Mini Transat - Ready to take off
by Mini Transat 2013 on 11 Nov 2013
The Mini Transat start from Douarnenez was originally planned for October 13, 2013 at 13.00. Departure was postponed due to severe weather conditions on the race course. After 16 days of waiting to find a weather window for the fleet of 84 Mini 650s, Douarnenez was able to hold the start of the first leg of the Mini Transat 2013 on Tuesday, October 29 at 9:19. The worsening weather conditions forced the cancellation of this leg and the Mini Transat fleet found shelter in the ports on the north coast of Spain. 62 competitors are now in Sada and 11 boats are en route to the Galician port where the race to Pointe-a-Pitre will start on the afternoon of Tuesday 12 November. A gate will be positioned off Lanzarote and competitors who wish to may make a stop at the Canaries.
Mini Transat 2013 Sea & Co http://www.seaandco.net/
30 days have now elapsed between the theoretical start date from Douarnenez and the new start date from Sada, close to La Coruna, for what will be the longest leg ever sailed in the history of the Mini Transat. It's been almost a month of tough times and misfortunes before a positive way forward could be found.
On the pontoons of Sada, the competitors are steadily getting into race mode. Computers are operating at full capacity, the latest weather files and the analysis of the best experts are tracked, compared, disected ... only a few competitors remain at sea, the last have left the port of Moras, where Jean-Pierre Dick took refuge during the Vendée Globe before crossing the Bay of Biscay, and they should arrive tonight.

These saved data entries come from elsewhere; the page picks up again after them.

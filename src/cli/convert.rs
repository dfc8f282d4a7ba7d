//! JSON -> expression and statement conversion

use std::str::FromStr;

use rust_decimal::Decimal;
use serde_json::{Map, Number, Value};

use crate::{
    field::{
        BinaryExpression, BinaryOperator, CallExpression, Field, FieldExt, FieldOptions,
        FieldType, Literal, PrefixExpression, Reference, SuffixExpression,
    },
    inout::{Describe, Dump, Explain, Illustrate, Output, Relation, ResolveStorage, Store, StoreOptions},
};

use super::CliError;

const STATEMENT_VERBS: [&str; 5] = ["store", "dump", "describe", "illustrate", "explain"];

fn shape(msg: impl Into<String>) -> CliError {
    CliError::Shape(msg.into())
}

fn as_object<'v>(v: &'v Value, what: &str) -> Result<&'v Map<String, Value>, CliError> {
    v.as_object()
        .ok_or_else(|| shape(format!("{what} must be a JSON object, got {v}")))
}

fn string_member<'v>(obj: &'v Map<String, Value>, key: &str) -> Result<&'v str, CliError> {
    match obj.get(key) {
        Some(Value::String(s)) => Ok(s),
        Some(other) => Err(shape(format!("\"{key}\" must be a string, got {other}"))),
        None => Err(shape(format!("missing \"{key}\""))),
    }
}

fn optional_string<'v>(obj: &'v Map<String, Value>, key: &str) -> Result<Option<&'v str>, CliError> {
    if obj.contains_key(key) {
        string_member(obj, key).map(Some)
    } else {
        Ok(None)
    }
}

fn options(obj: &Map<String, Value>) -> Result<FieldOptions, CliError> {
    let field_type = optional_string(obj, "type")?
        .map(FieldType::from_str)
        .transpose()?;
    Ok(FieldOptions { field_type })
}

fn operand(obj: &Map<String, Value>) -> Result<Box<dyn Field>, CliError> {
    let v = obj
        .get("operand")
        .ok_or_else(|| shape("missing \"operand\""))?;
    json_to_field(v)
}

fn number_literal(n: &Number) -> Result<Literal, CliError> {
    if let Some(i) = n.as_i64() {
        return Ok(match i32::try_from(i) {
            Ok(small) => Literal::Int(small),
            Err(_) => Literal::Long(i),
        });
    }
    if n.is_u64() {
        return Err(shape(format!("integer literal {n} does not fit in a long")));
    }
    let text = n.to_string();
    Decimal::from_str(&text)
        .or_else(|_| Decimal::from_scientific(&text))
        .map(Literal::Double)
        .map_err(|_| shape(format!("number literal {n} is out of range")))
}

fn literal(v: &Value) -> Result<Literal, CliError> {
    match v {
        Value::Number(n) => number_literal(n),
        Value::String(s) => Ok(Literal::Chararray(s.clone())),
        other => Err(shape(format!("literal must be a number or string, got {other}"))),
    }
}

/// Builds an expression tree from its JSON description.
///
/// # Examples
///
/// ```
/// use piglet::cli::json_to_field;
/// use piglet::field::Field;
///
/// let doc = serde_json::json!({"suffix": "IS NULL", "operand": {"field": "age"}});
/// assert_eq!(json_to_field(&doc).unwrap().render(), "age IS NULL");
/// ```
pub fn json_to_field(v: &Value) -> Result<Box<dyn Field>, CliError> {
    let obj = as_object(v, "expression")?;

    if let Some(name) = obj.get("field") {
        let name = name
            .as_str()
            .ok_or_else(|| shape(format!("\"field\" must be a string, got {name}")))?;
        let field_type = options(obj)?.field_type.unwrap_or(FieldType::Bytearray);
        return Ok(Box::new(Reference::typed(name, field_type)?));
    }

    if let Some(value) = obj.get("literal") {
        return Ok(Box::new(literal(value)?));
    }

    if obj.contains_key("suffix") {
        let op = string_member(obj, "suffix")?;
        return Ok(Box::new(SuffixExpression::new(op, operand(obj)?, options(obj)?)?));
    }

    if obj.contains_key("prefix") {
        let op = string_member(obj, "prefix")?;
        return Ok(Box::new(PrefixExpression::new(op, operand(obj)?, options(obj)?)?));
    }

    if obj.contains_key("cast") {
        let target = FieldType::from_str(string_member(obj, "cast")?)?;
        return Ok(Box::new(operand(obj)?.cast(target)));
    }

    if obj.contains_key("binary") {
        let op = BinaryOperator::from_str(string_member(obj, "binary")?)?;
        let left = json_to_field(obj.get("left").ok_or_else(|| shape("missing \"left\""))?)?;
        let right = json_to_field(obj.get("right").ok_or_else(|| shape("missing \"right\""))?)?;
        return Ok(Box::new(BinaryExpression::new(left, op, right, options(obj)?)));
    }

    if obj.contains_key("call") {
        let function = string_member(obj, "call")?;
        let args = match obj.get("args") {
            Some(Value::Array(items)) => items
                .iter()
                .map(json_to_field)
                .collect::<Result<Vec<_>, CliError>>()?,
            Some(other) => return Err(shape(format!("\"args\" must be an array, got {other}"))),
            None => Vec::new(),
        };
        return Ok(Box::new(CallExpression::new(function, args, options(obj)?)?));
    }

    Err(shape(format!("not an expression: {v}")))
}

/// Renders one JSON-described output statement, without the trailing `;`.
pub fn json_to_statement(v: &Value, storage: &dyn ResolveStorage) -> Result<String, CliError> {
    let obj = as_object(v, "statement")?;

    let verb = STATEMENT_VERBS
        .into_iter()
        .find(|verb| obj.contains_key(*verb))
        .ok_or_else(|| shape(format!("not a statement: {v}")))?;
    let relation = Relation::new(string_member(obj, verb)?)?;

    let text = match verb {
        "store" => {
            let options = StoreOptions {
                using: optional_string(obj, "using")?.map(str::to_string),
            };
            Store::new(&relation, string_member(obj, "into")?, options)?.render(storage)?
        }
        "dump" => Dump::new(&relation).render(storage)?,
        "describe" => Describe::new(&relation).render(storage)?,
        "illustrate" => Illustrate::new(&relation).render(storage)?,
        _ => Explain::new(&relation).render(storage)?,
    };
    Ok(text)
}
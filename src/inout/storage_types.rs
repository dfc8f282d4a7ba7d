use std::collections::BTreeMap;

use tracing::debug;

use crate::error::ResolveError;

/// Resolves a symbolic storage function name to the text that invokes it.
pub trait ResolveStorage {
    fn resolve(&self, name: &str) -> Result<String, ResolveError>;
}

impl<F> ResolveStorage for F
where
    F: Fn(&str) -> Result<String, ResolveError>,
{
    fn resolve(&self, name: &str) -> Result<String, ResolveError> {
        self(name)
    }
}

/// Storage functions that ship with Pig.
pub const BUILTIN_STORAGE: [(&str, &str); 7] = [
    ("avro_storage", "AvroStorage()"),
    ("bin_storage", "BinStorage()"),
    ("json_loader", "JsonLoader()"),
    ("json_storage", "JsonStorage()"),
    ("pig_dump", "PigDump()"),
    ("pig_storage", "PigStorage()"),
    ("text_loader", "TextLoader()"),
];

/// Registry of storage functions keyed by symbolic name.
///
/// ```
/// use piglet::inout::{ResolveStorage, StorageTypes};
///
/// let mut storage = StorageTypes::default();
/// storage.register("csv", "org.apache.pig.piggybank.storage.CSVExcelStorage()");
///
/// assert_eq!(storage.resolve("pig_storage").unwrap(), "PigStorage()");
/// assert!(storage.resolve("parquet").is_err());
/// ```
#[derive(Debug, Clone)]
pub struct StorageTypes {
    functions: BTreeMap<String, String>,
}

impl StorageTypes {
    /// Registry with no entries at all.
    pub fn empty() -> Self {
        StorageTypes {
            functions: BTreeMap::new(),
        }
    }

    /// Adds `name`, replacing any earlier entry with the same name.
    pub fn register(&mut self, name: impl Into<String>, invocation: impl Into<String>) -> &mut Self {
        self.functions.insert(name.into(), invocation.into());
        self
    }

    /// Registered names with their invocation text, sorted by name.
    pub fn entries(&self) -> impl Iterator<Item = (&str, &str)> {
        self.functions
            .iter()
            .map(|(name, invocation)| (name.as_str(), invocation.as_str()))
    }
}

impl Default for StorageTypes {
    fn default() -> Self {
        let mut storage = StorageTypes::empty();
        for (name, invocation) in BUILTIN_STORAGE {
            storage.register(name, invocation);
        }
        storage
    }
}

impl ResolveStorage for StorageTypes {
    fn resolve(&self, name: &str) -> Result<String, ResolveError> {
        match self.functions.get(name) {
            Some(invocation) => {
                debug!(name, invocation = %invocation, "resolved storage function");
                Ok(invocation.clone())
            }
            None => {
                debug!(name, "unresolved storage function");
                Err(ResolveError::Unresolved(name.to_string()))
            }
        }
    }
}
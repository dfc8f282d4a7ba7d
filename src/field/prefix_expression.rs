use crate::error::BuildError;

use super::{Field, FieldOptions, FieldType, required};

/// Compound expression whose operator precedes its operand: `NOT x`, `-x`,
/// `(int)x`.
///
/// Word operators are separated from the operand by one space; symbolic
/// operators such as `-` or a cast are written directly against it.
#[derive(Debug)]
pub struct PrefixExpression {
    operator: String,
    operand: Box<dyn Field>,
    field_type: FieldType,
}

impl PrefixExpression {
    pub fn new(
        operator: impl Into<String>,
        operand: impl Field + 'static,
        options: FieldOptions,
    ) -> Result<Self, BuildError> {
        let operator = required(operator, "prefix operator")?;
        Ok(Self::from_parts(operator, Box::new(operand), options.field_type))
    }

    pub(crate) fn from_parts(
        operator: String,
        operand: Box<dyn Field>,
        field_type: Option<FieldType>,
    ) -> Self {
        let field_type = field_type.unwrap_or_else(|| operand.field_type());
        PrefixExpression {
            operator,
            operand,
            field_type,
        }
    }

    pub fn operator(&self) -> &str {
        &self.operator
    }

    pub fn operand(&self) -> &dyn Field {
        self.operand.as_ref()
    }
}

impl Field for PrefixExpression {
    fn render(&self) -> String {
        let spaced = self
            .operator
            .chars()
            .last()
            .is_some_and(|c| c.is_alphanumeric());
        if spaced {
            format!("{} {}", self.operator, self.operand.parenthesize())
        } else {
            format!("{}{}", self.operator, self.operand.parenthesize())
        }
    }

    fn field_type(&self) -> FieldType {
        self.field_type
    }

    fn is_simple(&self) -> bool {
        false
    }
}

Right now, everyone is in a hurry to the long wait to be over. They first had to wait in Douarnenez pending an unlikely weather window. A wait that was all the more infuriating because the two weeks of preparation for the Mini Transat took place in idyllic weather conditions. Two days earlier and the fleet would have comfortably been passing Cape Finisterre and then hurtling on Lanzarote. This is something that the organisers will be exploring for the next edition, to be able to adjust a possible start by bringing it forward a few days if weather conditions require. In Douarnenez, the Race Director was watching for the best time to release the fleet. Every time a window seemed to open the next set of files contradicted the hope of finding the right moment.
Finally on October 29 the race could get underway in a west to northwesterly wind of 25 knots whicheased during the first night. It was during this same night that the Race Director noted a further deterioration of the forecast and decided, as anticipated in the latest changes to the Sailing Instructions, to divert the fleet to Sada, after a first half leg. Unfortunately, the bad weather arrived faster than expected, and it was ultimately decided to stop the race and advise those competitors still a long way from the port of Sada to proceed to Gijon, where weather conditions were better.
In the great Asturian harbor everyone was once again waiting, this time to join up with the first competitors who had sought refuge in Sada. Despite the small number of boats in Sada, it was most logical that the entire fleet would rally at the Galician port: to have required the competitors at Sada to sail east to Gijon, would have been a kind of double jeopardy. Added to the frustration of not being able to receive a finishing position, would have been a useless delivery considering that the ultimate goal was to achieve the shortest route possible to pass Cape Finisterre. For the competitors sheltering in Gijon, it was now necessary to find a way to leave in convoy. The return to the west was not to be a sinecure: the passages around l’Estaca de Barres and Cape Ortegal was in angry seas and winds gusting up to 40 knots at times. Many competitors admitted that it was the first time they faced such difficult conditions.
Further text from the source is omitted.